Один Горбатов старается выгородить Вишневского: «Обсудим. Реорганизуем. Вишневский постарается».
Но Панферов, Софронов, Сурков, Суслов и Маленков — неумолимы.
«Герои романов — люди с гнилыми душами»[174]. Это о Казакевиче и Пановой.
И все-таки «Знамя» в послевоенные годы, при всей верноподданности Вишневского, при его заместителе Тарасенкове, был одним из лучших журналов; здесь были открыты и Виктор Некрасов с «Окопами Сталинграда», и Казакевич со «Звездой», и Панова со «Спутниками» и много другой свежей послевоенной прозы, уровень которой вернется только после смерти Сталина.
Однако Вишневский серьезно не пострадал, оставшись одним из руководителей аппарата Союза писателей. Уже через несколько месяцев он будет кричать на собрании про группу театральных критиков, среди которых были его товарищи (те, кого он печатал в журнале), что к ним тянутся нити иностранных разведок и что теперь для них пришел час расплаты.
Вишневский пытался перекричать свой страх.
«Знаменем» стал руководить Вадим Кожевников, журнал сделался скучным и серым. Известно, что Кожевников на все упреки отвечал: «За серость не бьют».
Отступление. Борис Рунин
Борис Рунин, критик и редактор, много печатавшийся в журналах, был женат на Анне Дмитриевне Мельман, сестре писателя Наума Мельникова (Мельмана).

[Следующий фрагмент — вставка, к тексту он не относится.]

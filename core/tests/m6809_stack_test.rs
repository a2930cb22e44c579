mod common;

use common::TestSystem;
use wirewrap_core::cpu::registers::RegisterName;
use wirewrap_core::device::Clock;

fn with_registers() -> TestSystem {
    let sys = TestSystem::new();
    sys.reset_to(0x1000);
    sys.set_reg(RegisterName::A, 0x11);
    sys.set_reg(RegisterName::B, 0x22);
    sys.set_reg(RegisterName::Dp, 0x33);
    sys.set_reg(RegisterName::X, 0x4455);
    sys.set_reg(RegisterName::Y, 0x6677);
    sys.set_reg(RegisterName::U, 0x8899);
    sys.set_reg(RegisterName::S, 0x8000);
    sys.set_reg(RegisterName::Cc, 0xC5);
    sys
}

// ============================================================
// PSHS / PULS
// ============================================================

#[test]
fn test_pshs_full_mask() {
    // PSHS with postbyte 0xFF moves 12 bytes; the last byte pushed
    // (lowest address) is CC.
    let sys = with_registers();
    sys.load(0x1000, &[0x34, 0xFF]);
    assert_eq!(sys.run_instruction(), 17); // 5 + 12
    let regs = sys.regs();
    assert_eq!(regs.s, 0x8000 - 12);
    assert_eq!(sys.read_mem(0x7FF4), 0xC5); // CC at the bottom
    assert_eq!(sys.read_mem(0x7FF5), 0x11); // A
    assert_eq!(sys.read_mem(0x7FF6), 0x22); // B
    assert_eq!(sys.read_mem(0x7FF7), 0x33); // DP
    assert_eq!(sys.read_mem(0x7FF8), 0x44); // X high
    assert_eq!(sys.read_mem(0x7FF9), 0x55); // X low
    assert_eq!(sys.read_mem(0x7FFA), 0x66); // Y high
    assert_eq!(sys.read_mem(0x7FFB), 0x77); // Y low
    assert_eq!(sys.read_mem(0x7FFC), 0x88); // U high
    assert_eq!(sys.read_mem(0x7FFD), 0x99); // U low
    assert_eq!(sys.read_mem(0x7FFE), 0x10); // PC high (0x1002 after operand)
    assert_eq!(sys.read_mem(0x7FFF), 0x02); // PC low
}

#[test]
fn test_pshs_single_register() {
    let sys = with_registers();
    sys.load(0x1000, &[0x34, 0x02]); // PSHS A
    assert_eq!(sys.run_instruction(), 6); // 5 + 1
    assert_eq!(sys.regs().s, 0x7FFF);
    assert_eq!(sys.read_mem(0x7FFF), 0x11);
}

#[test]
fn test_puls_restores_registers() {
    // Push A, B, X, then clobber and pull back.
    let sys = with_registers();
    sys.load(0x1000, &[0x34, 0x16, 0x4F, 0x5F, 0x35, 0x16]);
    sys.run_instruction(); // PSHS A,B,X
    assert_eq!(sys.regs().s, 0x8000 - 4);
    sys.run_instruction(); // CLRA
    sys.run_instruction(); // CLRB
    assert_eq!(sys.run_instruction(), 9); // PULS A,B,X: 5 + 4
    let regs = sys.regs();
    assert_eq!(regs.a, 0x11);
    assert_eq!(regs.b, 0x22);
    assert_eq!(regs.x, 0x4455);
    assert_eq!(regs.s, 0x8000);
}

#[test]
fn test_puls_pc_acts_as_return() {
    let sys = with_registers();
    sys.load(0x7FFE, &[0x30, 0x00]); // a return address on the stack
    sys.load(0x1000, &[0x35, 0x80]); // PULS PC
    sys.set_reg(RegisterName::S, 0x7FFE);
    assert_eq!(sys.run_instruction(), 7); // 5 + 2
    assert_eq!(sys.regs().pc, 0x3000);
    assert_eq!(sys.regs().s, 0x8000);
}

// ============================================================
// PSHU / PULU
// ============================================================

#[test]
fn test_pshu_uses_user_stack() {
    let sys = with_registers();
    sys.load(0x1000, &[0x36, 0x06]); // PSHU A,B
    sys.set_reg(RegisterName::U, 0x6000);
    assert_eq!(sys.run_instruction(), 7); // 5 + 2
    let regs = sys.regs();
    assert_eq!(regs.u, 0x5FFE);
    assert_eq!(regs.s, 0x8000); // S untouched
    assert_eq!(sys.read_mem(0x5FFE), 0x11);
    assert_eq!(sys.read_mem(0x5FFF), 0x22);
}

#[test]
fn test_pshu_partner_is_s() {
    // On the U stack, bit 6 names S.
    let sys = with_registers();
    sys.load(0x1000, &[0x36, 0x40]); // PSHU S
    sys.set_reg(RegisterName::U, 0x6000);
    sys.run_instruction();
    assert_eq!(sys.read_mem(0x5FFE), 0x80);
    assert_eq!(sys.read_mem(0x5FFF), 0x00);
}

#[test]
fn test_pulu_roundtrip() {
    let sys = with_registers();
    sys.load(0x1000, &[0x36, 0x30, 0x37, 0x30]); // PSHU X,Y; PULU X,Y
    sys.set_reg(RegisterName::U, 0x6000);
    sys.run_instruction();
    sys.set_reg(RegisterName::X, 0);
    sys.set_reg(RegisterName::Y, 0);
    sys.run_instruction();
    assert_eq!(sys.regs().x, 0x4455);
    assert_eq!(sys.regs().y, 0x6677);
    assert_eq!(sys.regs().u, 0x6000);
}

// ============================================================
// Range violations
// ============================================================

#[test]
fn test_push_underflow_is_fatal() {
    let sys = with_registers();
    sys.load(0x1000, &[0x34, 0x02]); // PSHS A with S=0
    sys.set_reg(RegisterName::S, 0x0000);
    let clock = sys.sim.module::<Clock>("clock").expect("clock");
    let clock = clock.borrow();
    let result = clock.run(10);
    assert!(result.is_err(), "push below zero must be fatal");
}

#[test]
fn test_pull_overflow_is_fatal() {
    let sys = with_registers();
    sys.load(0x1000, &[0x35, 0x02]); // PULS A with S=0xFFFF
    sys.set_reg(RegisterName::S, 0xFFFF);
    let clock = sys.sim.module::<Clock>("clock").expect("clock");
    let clock = clock.borrow();
    let result = clock.run(10);
    assert!(result.is_err(), "pull above 0xFFFF must be fatal");
}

Его книга «Мое окружение. Записки случайно уцелевшего», к сожалению затерянная в потоке воспоминаний, вышедших в 90-е годы, один из честнейших документов эпохи, где автор откровенно рассказывает историю своего страха длиною в пятьдесят лет. У Рунина были весомые основания, чтобы постоянно ждать ареста. Его родная сестра Генриэтта Рубинштейн была замужем за младшим сыном Троцкого Сергеем. Сергей Седов был человеком, далеким от политики, очень хороший инженер, который мечтал спокойно жить и работать на благо страны. Драматично то, что сестра Рунина, оставив первого мужа ради Сергея Седова, успела прожить с ним всего несколько лет. Однако их судьба была предрешена. Сначала ссылка, потом расстрел Седова, а затем и гибель в лагере его жены. Их ребенок (внучка Троцкого) рос в семье родителей Рунина, в конце концов они вместе с внучкой были сосланы в Сибирь и вернулись в подмосковный Александров только в 1953 году. Рунин вспоминал, что сознательно ни в одной анкете не писал ни имени сестры, ни имени зятя Сергея Седова. Хотя прекрасно понимал, что в любой его момент его поймают за руку. Там, где надо, знали всю его подноготную.
Друзья Рунина (они звали его Бобом, а его жену Нюней) всегда подшучивали над его трусоватостью. М.И. Белкина, Данин, Мацкин узнали о его тайне из автобиографической повести, которая вышла уже после его смерти, и поняли, что Рунин всю жизнь играл с органами в игру, подобную русской рулетке.
В самом названии книги «Мое окружение. Записки случайно уцелевшего» был ключ ко всей его жизни. Осенью 1941 года была организована из писателей-добровольцев «писательская рота», объединившая близоруких, больных и немолодых литераторов, часть которых погибла на войне, часть пропала без вести. Рунин же с двумя товарищами попал в котел под Ельней. Выходили они из окружения в течение целого месяца, шансы выжить были минимальны, каждый шаг в тылу немцев грозил гибелью. Но они вышли, и к 16 октября оказались в бегущей от немцев Москве.
Судьба Рунина впоследствии также была попыткой спастись, выжить под пристальным наблюдением органов. Он постоянно менял работу, переходя из газеты в газету и не задерживаясь ни в одном журнале, старался «не высовываться» и не только боялся сам, но и поразительно чувствовал страх в душах своих товарищей.
В «писательской роте» он встретил Александра Бека, автора знаменитого «Волоколамского шоссе», который производил странное впечатление человека, существующего под маской простодушного шута, этакого бравого солдата Швейка, однако Рунин проникся к нему абсолютным доверием, чувствуя, что при нем можно говорить обо всем. «А за этой напяленной на себя шутовской личиной кроется отчетливое понимание глубинной природы вещей, уродливых политических установлений, окружающей тотальной лжи. И, конечно же — страх. Постоянный, тщательно запрятанный, бесконечно чуткий страх. За свое нерусское — не датское, не то еще какое-то происхождение. За свое неистребимое и потому опасное чувство иронии. За свое тонкое и острое понимание механизма власти с ее беззаконием, с ее произволом. Да мало ли за что!.. Ведь Бека, надо думать, не раз пытались завербовать в осведомители, пока он не заслонился от этой страшной напасти напускной наивностью, нелепостью своих чудачеств»[175].